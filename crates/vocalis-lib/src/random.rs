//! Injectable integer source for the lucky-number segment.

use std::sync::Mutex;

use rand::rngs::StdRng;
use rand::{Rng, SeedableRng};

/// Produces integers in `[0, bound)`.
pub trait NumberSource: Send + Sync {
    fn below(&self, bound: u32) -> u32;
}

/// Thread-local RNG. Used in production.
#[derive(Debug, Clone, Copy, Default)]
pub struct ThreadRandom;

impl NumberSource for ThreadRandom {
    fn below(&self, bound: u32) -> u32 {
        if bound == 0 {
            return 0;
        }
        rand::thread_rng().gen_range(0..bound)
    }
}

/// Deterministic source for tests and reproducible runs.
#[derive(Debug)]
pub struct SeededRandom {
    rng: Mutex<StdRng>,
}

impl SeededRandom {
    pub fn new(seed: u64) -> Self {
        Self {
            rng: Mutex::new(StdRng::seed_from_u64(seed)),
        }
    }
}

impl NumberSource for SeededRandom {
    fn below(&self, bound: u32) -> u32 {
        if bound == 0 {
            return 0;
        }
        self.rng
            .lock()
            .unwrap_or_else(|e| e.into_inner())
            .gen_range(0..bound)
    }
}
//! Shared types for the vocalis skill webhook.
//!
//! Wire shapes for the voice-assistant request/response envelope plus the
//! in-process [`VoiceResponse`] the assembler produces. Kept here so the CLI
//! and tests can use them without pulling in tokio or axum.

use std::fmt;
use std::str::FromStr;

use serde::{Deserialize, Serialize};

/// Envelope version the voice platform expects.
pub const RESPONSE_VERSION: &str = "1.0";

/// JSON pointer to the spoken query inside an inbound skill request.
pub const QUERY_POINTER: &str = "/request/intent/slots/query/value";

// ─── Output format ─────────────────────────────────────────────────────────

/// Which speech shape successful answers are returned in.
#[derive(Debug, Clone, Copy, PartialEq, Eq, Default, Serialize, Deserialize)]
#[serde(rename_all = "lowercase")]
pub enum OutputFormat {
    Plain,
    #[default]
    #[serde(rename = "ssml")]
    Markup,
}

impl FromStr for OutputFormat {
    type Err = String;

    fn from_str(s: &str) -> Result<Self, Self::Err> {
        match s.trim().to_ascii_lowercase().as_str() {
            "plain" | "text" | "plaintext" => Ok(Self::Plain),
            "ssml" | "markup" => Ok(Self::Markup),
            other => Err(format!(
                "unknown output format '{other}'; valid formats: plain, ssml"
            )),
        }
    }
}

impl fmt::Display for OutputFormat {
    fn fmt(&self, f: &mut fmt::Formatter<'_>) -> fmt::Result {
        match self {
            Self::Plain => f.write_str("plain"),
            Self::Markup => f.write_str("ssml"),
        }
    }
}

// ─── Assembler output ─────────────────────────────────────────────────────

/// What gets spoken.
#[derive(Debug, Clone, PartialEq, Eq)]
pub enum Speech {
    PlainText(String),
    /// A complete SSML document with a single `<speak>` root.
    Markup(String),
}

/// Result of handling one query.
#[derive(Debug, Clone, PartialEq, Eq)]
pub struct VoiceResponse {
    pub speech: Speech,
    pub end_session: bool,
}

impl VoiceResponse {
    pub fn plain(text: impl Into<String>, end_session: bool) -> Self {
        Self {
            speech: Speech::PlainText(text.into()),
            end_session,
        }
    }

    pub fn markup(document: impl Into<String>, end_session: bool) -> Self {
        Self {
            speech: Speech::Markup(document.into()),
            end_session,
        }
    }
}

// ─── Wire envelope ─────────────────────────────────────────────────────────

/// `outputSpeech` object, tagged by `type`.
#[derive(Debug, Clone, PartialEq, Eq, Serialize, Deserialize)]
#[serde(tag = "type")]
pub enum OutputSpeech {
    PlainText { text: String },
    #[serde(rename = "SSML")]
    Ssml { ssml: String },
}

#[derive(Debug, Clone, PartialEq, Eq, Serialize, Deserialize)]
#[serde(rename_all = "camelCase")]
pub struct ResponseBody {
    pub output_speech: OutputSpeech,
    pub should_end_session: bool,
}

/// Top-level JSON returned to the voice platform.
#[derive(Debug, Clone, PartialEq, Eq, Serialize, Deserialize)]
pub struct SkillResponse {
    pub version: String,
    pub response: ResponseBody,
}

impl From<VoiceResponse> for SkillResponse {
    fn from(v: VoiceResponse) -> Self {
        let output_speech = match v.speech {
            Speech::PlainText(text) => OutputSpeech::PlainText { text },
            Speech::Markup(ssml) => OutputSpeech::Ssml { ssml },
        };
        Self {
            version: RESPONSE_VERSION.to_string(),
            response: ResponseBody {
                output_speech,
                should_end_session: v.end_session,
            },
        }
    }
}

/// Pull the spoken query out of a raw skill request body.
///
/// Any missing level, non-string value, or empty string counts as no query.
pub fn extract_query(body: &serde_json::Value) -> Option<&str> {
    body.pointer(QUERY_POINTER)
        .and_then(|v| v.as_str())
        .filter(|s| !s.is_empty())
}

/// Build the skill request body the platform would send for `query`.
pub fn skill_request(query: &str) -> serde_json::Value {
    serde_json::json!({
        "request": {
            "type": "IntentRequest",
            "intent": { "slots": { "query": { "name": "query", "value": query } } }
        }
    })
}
···
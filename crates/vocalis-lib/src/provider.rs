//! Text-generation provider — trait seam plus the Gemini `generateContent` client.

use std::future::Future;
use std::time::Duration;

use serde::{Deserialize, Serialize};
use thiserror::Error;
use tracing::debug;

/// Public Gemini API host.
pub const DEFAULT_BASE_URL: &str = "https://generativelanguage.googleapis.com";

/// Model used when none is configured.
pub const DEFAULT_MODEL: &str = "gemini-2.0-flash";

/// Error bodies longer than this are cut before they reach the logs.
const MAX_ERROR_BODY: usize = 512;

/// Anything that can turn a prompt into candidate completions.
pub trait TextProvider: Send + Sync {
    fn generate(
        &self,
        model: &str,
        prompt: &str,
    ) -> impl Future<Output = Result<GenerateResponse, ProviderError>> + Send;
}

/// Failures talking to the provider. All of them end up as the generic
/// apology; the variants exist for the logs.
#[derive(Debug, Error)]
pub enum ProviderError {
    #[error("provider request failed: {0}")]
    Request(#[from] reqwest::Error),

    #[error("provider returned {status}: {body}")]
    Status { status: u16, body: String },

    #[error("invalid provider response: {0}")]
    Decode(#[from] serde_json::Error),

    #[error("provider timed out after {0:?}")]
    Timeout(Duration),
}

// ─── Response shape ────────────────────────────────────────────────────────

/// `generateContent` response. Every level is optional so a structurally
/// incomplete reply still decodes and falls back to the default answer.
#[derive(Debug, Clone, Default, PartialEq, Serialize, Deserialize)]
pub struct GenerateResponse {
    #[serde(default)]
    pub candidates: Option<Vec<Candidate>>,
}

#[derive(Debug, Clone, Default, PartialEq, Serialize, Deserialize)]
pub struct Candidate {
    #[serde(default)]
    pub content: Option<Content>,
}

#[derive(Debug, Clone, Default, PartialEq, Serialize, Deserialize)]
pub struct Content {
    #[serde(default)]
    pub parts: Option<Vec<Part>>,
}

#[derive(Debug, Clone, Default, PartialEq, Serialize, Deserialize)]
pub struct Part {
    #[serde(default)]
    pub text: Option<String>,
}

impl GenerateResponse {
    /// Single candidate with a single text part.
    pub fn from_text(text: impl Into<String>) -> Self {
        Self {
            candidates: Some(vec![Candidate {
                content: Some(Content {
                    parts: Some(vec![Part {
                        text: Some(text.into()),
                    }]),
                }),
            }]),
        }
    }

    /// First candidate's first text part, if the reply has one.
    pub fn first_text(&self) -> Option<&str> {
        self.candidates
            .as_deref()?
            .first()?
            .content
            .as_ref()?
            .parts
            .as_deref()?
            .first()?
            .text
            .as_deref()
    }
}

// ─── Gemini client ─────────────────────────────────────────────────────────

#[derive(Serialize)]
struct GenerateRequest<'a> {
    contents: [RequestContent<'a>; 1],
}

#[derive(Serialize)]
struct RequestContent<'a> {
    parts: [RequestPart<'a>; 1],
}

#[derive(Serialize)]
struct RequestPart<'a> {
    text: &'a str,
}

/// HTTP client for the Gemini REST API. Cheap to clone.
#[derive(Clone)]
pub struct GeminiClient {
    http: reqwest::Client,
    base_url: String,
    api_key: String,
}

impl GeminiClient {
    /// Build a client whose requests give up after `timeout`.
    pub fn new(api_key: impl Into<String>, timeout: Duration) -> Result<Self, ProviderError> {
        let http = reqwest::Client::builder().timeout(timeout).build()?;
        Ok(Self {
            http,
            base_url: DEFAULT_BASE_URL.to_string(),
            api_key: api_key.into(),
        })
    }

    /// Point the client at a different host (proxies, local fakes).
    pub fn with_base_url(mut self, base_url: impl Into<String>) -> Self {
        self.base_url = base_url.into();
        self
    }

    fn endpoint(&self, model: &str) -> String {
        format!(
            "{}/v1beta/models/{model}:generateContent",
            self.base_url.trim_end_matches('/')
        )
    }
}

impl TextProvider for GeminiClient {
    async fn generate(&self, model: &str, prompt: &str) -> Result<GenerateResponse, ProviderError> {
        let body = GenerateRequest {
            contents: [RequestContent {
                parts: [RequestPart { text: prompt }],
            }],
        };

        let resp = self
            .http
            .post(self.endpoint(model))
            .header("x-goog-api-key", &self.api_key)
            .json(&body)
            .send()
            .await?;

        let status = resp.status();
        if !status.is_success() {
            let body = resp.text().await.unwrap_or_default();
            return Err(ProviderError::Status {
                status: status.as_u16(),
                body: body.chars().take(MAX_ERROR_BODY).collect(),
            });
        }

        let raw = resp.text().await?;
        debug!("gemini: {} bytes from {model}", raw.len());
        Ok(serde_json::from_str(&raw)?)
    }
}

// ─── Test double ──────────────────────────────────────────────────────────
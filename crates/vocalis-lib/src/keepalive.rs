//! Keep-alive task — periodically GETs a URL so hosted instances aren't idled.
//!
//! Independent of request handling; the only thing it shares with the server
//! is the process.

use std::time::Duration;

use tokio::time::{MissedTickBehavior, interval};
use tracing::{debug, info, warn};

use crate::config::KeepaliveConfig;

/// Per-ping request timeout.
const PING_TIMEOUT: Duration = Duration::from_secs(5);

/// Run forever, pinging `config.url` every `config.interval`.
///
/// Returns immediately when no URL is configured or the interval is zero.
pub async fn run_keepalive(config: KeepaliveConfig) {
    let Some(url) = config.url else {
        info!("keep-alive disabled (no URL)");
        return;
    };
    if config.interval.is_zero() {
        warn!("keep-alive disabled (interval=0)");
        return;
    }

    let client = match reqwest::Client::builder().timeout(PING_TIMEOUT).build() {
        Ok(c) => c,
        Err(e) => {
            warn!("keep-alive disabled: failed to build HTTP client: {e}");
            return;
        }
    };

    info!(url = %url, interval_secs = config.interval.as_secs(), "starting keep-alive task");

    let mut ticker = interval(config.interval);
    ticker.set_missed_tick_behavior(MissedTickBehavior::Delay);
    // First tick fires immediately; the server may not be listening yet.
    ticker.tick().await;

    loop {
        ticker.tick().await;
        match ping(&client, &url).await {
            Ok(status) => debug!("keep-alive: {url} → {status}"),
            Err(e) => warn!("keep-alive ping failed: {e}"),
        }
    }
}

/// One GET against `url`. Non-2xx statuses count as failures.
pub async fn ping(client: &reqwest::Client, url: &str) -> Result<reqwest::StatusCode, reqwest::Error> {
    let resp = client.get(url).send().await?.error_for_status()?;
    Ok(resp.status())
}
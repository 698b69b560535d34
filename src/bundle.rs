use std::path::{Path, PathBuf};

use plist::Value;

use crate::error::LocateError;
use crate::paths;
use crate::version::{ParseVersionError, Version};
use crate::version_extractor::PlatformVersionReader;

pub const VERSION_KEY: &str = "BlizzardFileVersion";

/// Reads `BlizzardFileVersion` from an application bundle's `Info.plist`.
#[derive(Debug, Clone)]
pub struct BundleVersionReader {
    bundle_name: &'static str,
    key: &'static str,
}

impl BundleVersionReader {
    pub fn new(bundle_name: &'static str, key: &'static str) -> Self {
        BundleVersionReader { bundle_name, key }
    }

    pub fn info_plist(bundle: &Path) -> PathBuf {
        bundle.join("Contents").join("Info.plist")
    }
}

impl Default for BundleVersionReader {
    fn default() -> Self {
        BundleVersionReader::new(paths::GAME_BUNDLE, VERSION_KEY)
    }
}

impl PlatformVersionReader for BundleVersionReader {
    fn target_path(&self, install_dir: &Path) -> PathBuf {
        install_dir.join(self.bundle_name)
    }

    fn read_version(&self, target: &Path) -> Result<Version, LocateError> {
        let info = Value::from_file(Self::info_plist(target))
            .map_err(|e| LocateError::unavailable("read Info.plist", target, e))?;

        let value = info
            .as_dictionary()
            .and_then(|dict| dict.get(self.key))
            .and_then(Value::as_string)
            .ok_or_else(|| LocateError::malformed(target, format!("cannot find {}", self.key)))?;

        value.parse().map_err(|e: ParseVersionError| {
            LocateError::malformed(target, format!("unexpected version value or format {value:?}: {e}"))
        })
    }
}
···
Return each line of the preceding material in which "candidates" can be found.

    pub candidates: Option<Vec<Candidate>>,
            candidates: Some(vec![Candidate {
        self.candidates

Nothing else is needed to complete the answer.